◆ **Raw data**:

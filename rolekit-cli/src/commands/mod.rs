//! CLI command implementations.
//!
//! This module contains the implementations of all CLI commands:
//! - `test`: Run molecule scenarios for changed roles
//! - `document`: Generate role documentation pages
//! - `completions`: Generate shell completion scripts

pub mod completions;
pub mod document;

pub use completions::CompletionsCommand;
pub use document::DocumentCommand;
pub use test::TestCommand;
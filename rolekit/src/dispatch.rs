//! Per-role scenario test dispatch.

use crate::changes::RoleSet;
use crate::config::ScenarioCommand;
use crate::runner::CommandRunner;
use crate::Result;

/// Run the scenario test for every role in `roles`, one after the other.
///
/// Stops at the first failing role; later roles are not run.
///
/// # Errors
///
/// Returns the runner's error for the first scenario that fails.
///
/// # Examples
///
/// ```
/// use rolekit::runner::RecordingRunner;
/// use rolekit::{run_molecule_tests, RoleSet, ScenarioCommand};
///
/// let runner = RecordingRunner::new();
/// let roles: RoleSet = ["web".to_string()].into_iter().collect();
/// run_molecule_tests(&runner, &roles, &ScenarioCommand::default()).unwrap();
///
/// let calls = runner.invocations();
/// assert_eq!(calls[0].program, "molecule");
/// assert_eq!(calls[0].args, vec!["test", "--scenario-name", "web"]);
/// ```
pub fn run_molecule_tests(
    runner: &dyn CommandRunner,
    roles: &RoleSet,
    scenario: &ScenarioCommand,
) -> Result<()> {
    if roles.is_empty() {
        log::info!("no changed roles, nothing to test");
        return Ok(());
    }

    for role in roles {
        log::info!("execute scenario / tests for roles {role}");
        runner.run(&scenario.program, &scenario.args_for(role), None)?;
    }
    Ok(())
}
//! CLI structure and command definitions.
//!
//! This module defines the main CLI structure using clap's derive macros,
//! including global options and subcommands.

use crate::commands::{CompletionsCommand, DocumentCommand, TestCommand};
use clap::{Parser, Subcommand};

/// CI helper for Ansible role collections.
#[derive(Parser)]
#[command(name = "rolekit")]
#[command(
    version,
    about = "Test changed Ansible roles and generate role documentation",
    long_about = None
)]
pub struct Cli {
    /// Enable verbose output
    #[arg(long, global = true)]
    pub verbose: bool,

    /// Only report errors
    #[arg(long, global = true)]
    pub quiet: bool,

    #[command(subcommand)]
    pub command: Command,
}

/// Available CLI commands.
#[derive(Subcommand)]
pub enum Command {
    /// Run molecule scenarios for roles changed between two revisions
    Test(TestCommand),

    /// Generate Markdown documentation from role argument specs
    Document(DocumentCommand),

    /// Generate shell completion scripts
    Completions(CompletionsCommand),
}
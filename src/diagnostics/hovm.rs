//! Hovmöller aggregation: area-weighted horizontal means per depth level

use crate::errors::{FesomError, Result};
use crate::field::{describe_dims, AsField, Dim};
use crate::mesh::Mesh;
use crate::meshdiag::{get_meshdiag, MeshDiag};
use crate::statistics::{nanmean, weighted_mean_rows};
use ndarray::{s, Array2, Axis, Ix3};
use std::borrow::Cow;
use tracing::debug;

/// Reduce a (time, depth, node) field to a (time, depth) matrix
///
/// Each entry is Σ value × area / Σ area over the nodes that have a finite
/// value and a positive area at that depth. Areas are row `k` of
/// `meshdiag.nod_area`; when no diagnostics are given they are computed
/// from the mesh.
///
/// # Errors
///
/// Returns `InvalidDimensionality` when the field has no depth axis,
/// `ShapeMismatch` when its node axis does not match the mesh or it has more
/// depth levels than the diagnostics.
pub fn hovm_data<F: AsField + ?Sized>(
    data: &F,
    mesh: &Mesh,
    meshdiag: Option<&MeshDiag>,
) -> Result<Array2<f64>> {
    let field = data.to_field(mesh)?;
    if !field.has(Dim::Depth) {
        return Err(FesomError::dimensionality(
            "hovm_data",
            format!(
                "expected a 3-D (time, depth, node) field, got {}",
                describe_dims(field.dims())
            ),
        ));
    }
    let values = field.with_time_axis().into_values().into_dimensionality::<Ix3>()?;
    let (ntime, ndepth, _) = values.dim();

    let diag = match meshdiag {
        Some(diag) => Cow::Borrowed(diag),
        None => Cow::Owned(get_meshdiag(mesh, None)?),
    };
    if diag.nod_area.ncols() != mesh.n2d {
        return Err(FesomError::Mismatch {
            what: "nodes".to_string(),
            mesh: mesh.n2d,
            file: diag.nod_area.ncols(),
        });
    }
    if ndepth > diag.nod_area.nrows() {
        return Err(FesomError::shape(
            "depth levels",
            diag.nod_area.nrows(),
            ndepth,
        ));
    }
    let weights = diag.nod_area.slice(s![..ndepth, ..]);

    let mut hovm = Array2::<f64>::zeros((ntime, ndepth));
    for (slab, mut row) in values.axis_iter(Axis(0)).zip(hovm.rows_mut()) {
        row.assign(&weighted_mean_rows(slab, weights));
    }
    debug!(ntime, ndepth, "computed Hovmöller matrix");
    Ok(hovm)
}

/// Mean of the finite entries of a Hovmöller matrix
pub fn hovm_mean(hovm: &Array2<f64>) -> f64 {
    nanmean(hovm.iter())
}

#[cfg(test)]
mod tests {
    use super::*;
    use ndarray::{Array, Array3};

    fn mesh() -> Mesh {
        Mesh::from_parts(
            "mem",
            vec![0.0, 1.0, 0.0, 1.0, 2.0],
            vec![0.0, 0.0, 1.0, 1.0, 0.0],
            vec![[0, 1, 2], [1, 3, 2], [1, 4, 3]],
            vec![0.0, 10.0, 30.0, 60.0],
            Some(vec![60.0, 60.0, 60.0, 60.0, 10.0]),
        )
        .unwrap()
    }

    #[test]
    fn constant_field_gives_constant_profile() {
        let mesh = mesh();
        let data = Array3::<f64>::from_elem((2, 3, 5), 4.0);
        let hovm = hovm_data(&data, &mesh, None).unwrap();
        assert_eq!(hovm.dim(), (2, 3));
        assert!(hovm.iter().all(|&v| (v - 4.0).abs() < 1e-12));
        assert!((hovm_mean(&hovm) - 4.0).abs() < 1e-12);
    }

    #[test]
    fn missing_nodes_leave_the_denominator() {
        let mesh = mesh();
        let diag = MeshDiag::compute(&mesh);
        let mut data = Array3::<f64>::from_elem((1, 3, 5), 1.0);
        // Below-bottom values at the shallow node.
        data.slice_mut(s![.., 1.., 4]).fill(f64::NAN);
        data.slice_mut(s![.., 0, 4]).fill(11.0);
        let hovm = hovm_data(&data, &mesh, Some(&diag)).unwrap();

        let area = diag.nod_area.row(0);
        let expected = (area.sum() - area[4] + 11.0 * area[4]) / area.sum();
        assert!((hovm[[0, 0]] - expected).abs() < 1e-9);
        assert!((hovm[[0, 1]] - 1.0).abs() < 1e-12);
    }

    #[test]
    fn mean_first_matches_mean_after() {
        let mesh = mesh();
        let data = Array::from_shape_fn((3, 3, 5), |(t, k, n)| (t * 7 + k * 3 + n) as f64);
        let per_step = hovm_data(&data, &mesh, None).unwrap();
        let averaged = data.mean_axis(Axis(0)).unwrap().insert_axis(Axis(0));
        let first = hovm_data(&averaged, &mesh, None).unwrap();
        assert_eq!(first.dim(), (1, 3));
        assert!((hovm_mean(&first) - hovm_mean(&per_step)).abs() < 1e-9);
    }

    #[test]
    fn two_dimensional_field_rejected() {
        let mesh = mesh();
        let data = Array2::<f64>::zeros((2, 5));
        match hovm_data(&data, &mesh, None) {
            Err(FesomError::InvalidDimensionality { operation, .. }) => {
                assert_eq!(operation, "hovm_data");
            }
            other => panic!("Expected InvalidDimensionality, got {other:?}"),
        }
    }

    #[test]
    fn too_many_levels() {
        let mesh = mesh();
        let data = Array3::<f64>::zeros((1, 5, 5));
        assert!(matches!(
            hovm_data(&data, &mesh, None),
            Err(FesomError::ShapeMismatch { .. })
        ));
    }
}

◆ **Aim of the exercise**:
The word to find is "documentation". Copy every line of the records that holds it.

◆ **Solution**:
//! - `document`: Generate role documentation pages
    about = "Test changed Ansible roles and generate role documentation",
    /// Generate Markdown documentation from role argument specs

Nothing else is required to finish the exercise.